NBCU Says Old Is the New Young

NBC Universal wants advertisers to know that when it comes to consumer spending based on what they see in television ads, the 55-64 demo is the new 18-34 — or it’s just as important as that younger demo.

NBCU on Tuesday gave the media a sneak peek at a major presentation it will make on Thursday to its advertisers, their media agencies and Nielsen officials. The presentation will offer data showing that the adult 55-64 demo is as vibrant as younger demos in ad spending, and should be targeted (and not ignored) when television marketing plans are created.

Allen Wurtzel, president of research and media development at NBCU, presented evidence from assorted sources — including one-on-one interviews with adults in the demo — that dispel myths about how adults 55-64 respond to advertising and spend as consumers.

Wurtzel said the demo, which he’s labeled “AlphaBoomers,” “has been largely ignored by advertisers and marketers.”

“Every seven seconds someone turns 55 and once they do, they are eliminated from the highest-end Nielsen demo measurement: 25-54,” Wurtzel said. “It is the fastest-growing demo group in the country and now numbers 35 million people that account for close to $2 trillion in annual spending.”

Wurtzel said NBC research and a survey it commissioned of people in the 55-64 demo counters common perceptions that they make less of an income and spend less on advertised products; are technophobic and brand loyal, and therefore, cannot be motivated to switch brands.

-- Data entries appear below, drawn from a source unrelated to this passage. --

//! In-memory cache manager for upstream API responses
//!
//! Provides a `CacheManager` that keeps one payload per (page, league) key
//! together with the time it was fetched. Entries older than the TTL are
//! ignored and replaced on the next fetch.

use chrono::{DateTime, Duration, Utc};
use std::collections::HashMap;
use std::future::Future;
use tracing::debug;

/// Default time-to-live for cached responses in seconds
pub const DEFAULT_TTL_SECS: i64 = 60 * 60;

/// A cached payload and the moment it was fetched
#[derive(Debug, Clone)]
struct CacheEntry<T> {
    /// The cached data
    data: T,
    /// When the data was cached
    cached_at: DateTime<Utc>,
}

/// Manages cached payloads keyed by catalog page and league
///
/// At most one entry exists per key. Stale entries are never removed, only
/// overwritten, so the map grows with the number of distinct keys seen.
#[derive(Debug, Clone)]
pub struct CacheManager<T> {
    entries: HashMap<(String, String), CacheEntry<T>>,
    ttl: Duration,
}

impl<T> Default for CacheManager<T> {
    fn default() -> Self {
        Self::new()
    }
}

impl<T> CacheManager<T> {
    /// Creates an empty cache with the default one hour TTL
    pub fn new() -> Self {
        Self::with_ttl(Duration::seconds(DEFAULT_TTL_SECS))
    }

    /// Creates an empty cache with a custom TTL
    pub fn with_ttl(ttl: Duration) -> Self {
        Self {
            entries: HashMap::new(),
            ttl,
        }
    }

    /// Returns the configured time-to-live
    pub fn ttl(&self) -> Duration {
        self.ttl
    }

    /// Number of stored entries, fresh or stale
    pub fn len(&self) -> usize {
        self.entries.len()
    }

    pub fn is_empty(&self) -> bool {
        self.entries.is_empty()
    }

    fn key(page: &str, league: &str) -> (String, String) {
        (page.to_string(), league.to_string())
    }

    fn is_fresh(&self, key: &(String, String), now: DateTime<Utc>) -> bool {
        self.entries
            .get(key)
            .is_some_and(|entry| now - entry.cached_at < self.ttl)
    }

    /// Reads a fresh entry, if there is one
    pub fn read(&self, page: &str, league: &str, now: DateTime<Utc>) -> Option<&T> {
        let key = Self::key(page, league);
        if !self.is_fresh(&key, now) {
            return None;
        }
        self.entries.get(&key).map(|entry| &entry.data)
    }

    /// Stores data under (page, league), replacing any previous entry
    pub fn write(&mut self, page: &str, league: &str, data: T, now: DateTime<Utc>) {
        self.entries.insert(
            Self::key(page, league),
            CacheEntry {
                data,
                cached_at: now,
            },
        );
    }

    /// Returns the cached payload, calling `fetch` only when the entry is
    /// missing or stale
    pub async fn get_or_fetch<F, Fut, E>(&mut self, page: &str, league: &str, fetch: F) -> Result<&T, E>
    where
        F: FnOnce() -> Fut,
        Fut: Future<Output = Result<T, E>>,
    {
        self.get_or_fetch_at(page, league, Utc::now(), fetch).await
    }

    /// Same as [`CacheManager::get_or_fetch`] with an explicit clock
    ///
    /// A failed fetch leaves the existing entry untouched.
    pub async fn get_or_fetch_at<F, Fut, E>(
        &mut self,
        page: &str,
        league: &str,
        now: DateTime<Utc>,
        fetch: F,
    ) -> Result<&T, E>
    where
        F: FnOnce() -> Fut,
        Fut: Future<Output = Result<T, E>>,
    {
        let key = Self::key(page, league);

        if self.is_fresh(&key, now) {
            debug!(page, league, "cache hit");
        } else {
            debug!(page, league, "cache miss");
            let data = fetch().await?;
            self.entries.insert(
                key.clone(),
                CacheEntry {
                    data,
                    cached_at: now,
                },
            );
        }

        Ok(&self.entries[&key].data)
    }
}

“Our goal is to raise a discussion among CMOs at the various companies and to get Nielsen to begin offering ratings data for the 55-64 demo,” Wurtzel said. “They have the data. It’s just a matter of creating the software and adding staff to distribute it.”

Wurtzel said the current Nielsen age demo ratings groups, which stop at 54, “were invented 50 years ago and are outdated.”

In his preliminary discussions with Nielsen, he said that its executives have been “very supportive,” but such a change would have to be accepted by the entire industry. Wurtzel went on to say that the goal of creating the new demo as part of industry currency is not to impact program development to people in that age group, but to get advertisers to realize that people in that demo make buying decisions similar to younger demos.

He cited the broadcast network evening news telecasts during which advertisers often promote pharmaceuticals and high-end autos and not categories that are typically thought of as appealing to younger demos.

Wurtzel said research shows that people in the 55-64 demo are spending as much on home improvement products as the younger demos and “maybe home improvement chains should be advertising on the nightly news.”

NBCU president and CEO Jeff Zucker said he’s hoping the findings will motivate tech companies like Apple, Droid and Bing — which are not advertising on CNBC news programs because they are older-skewing — will start doing so.

“What we’d like to see is these companies and their agencies start targeting AlphaBoomers as much as they do the 18-34 demo,” Zucker said, acknowledging that the presentation could also help other networks’ newscasts.

Research in the NBCU presentation shows that AlphaBoomers have a median household income of $69,000, dwarfing that of those under 25 ($27,000), 25-34 ($58,000) and close to those 35-44 ($75,000).
 
Other findings include:

 • AphaBoomers spend more on home improvement products, home furnishing, large appliances, beauty and cosmetics and casual dining than adults 18-49.

 • A similar percentage of AlphaBoomers have high-definition TVs, use DVRs and broadband as adults 18-34.

 • 70 percent of AlphaBoomers buy at least one product a month online.

 • 59 percent of AlphaBoomers send text messages via their cell phones.

“This is not something that is just going to affect NBCU,” Wurtzel said. “Down the road as more people leave the 25-54 demo, it will affect every network.”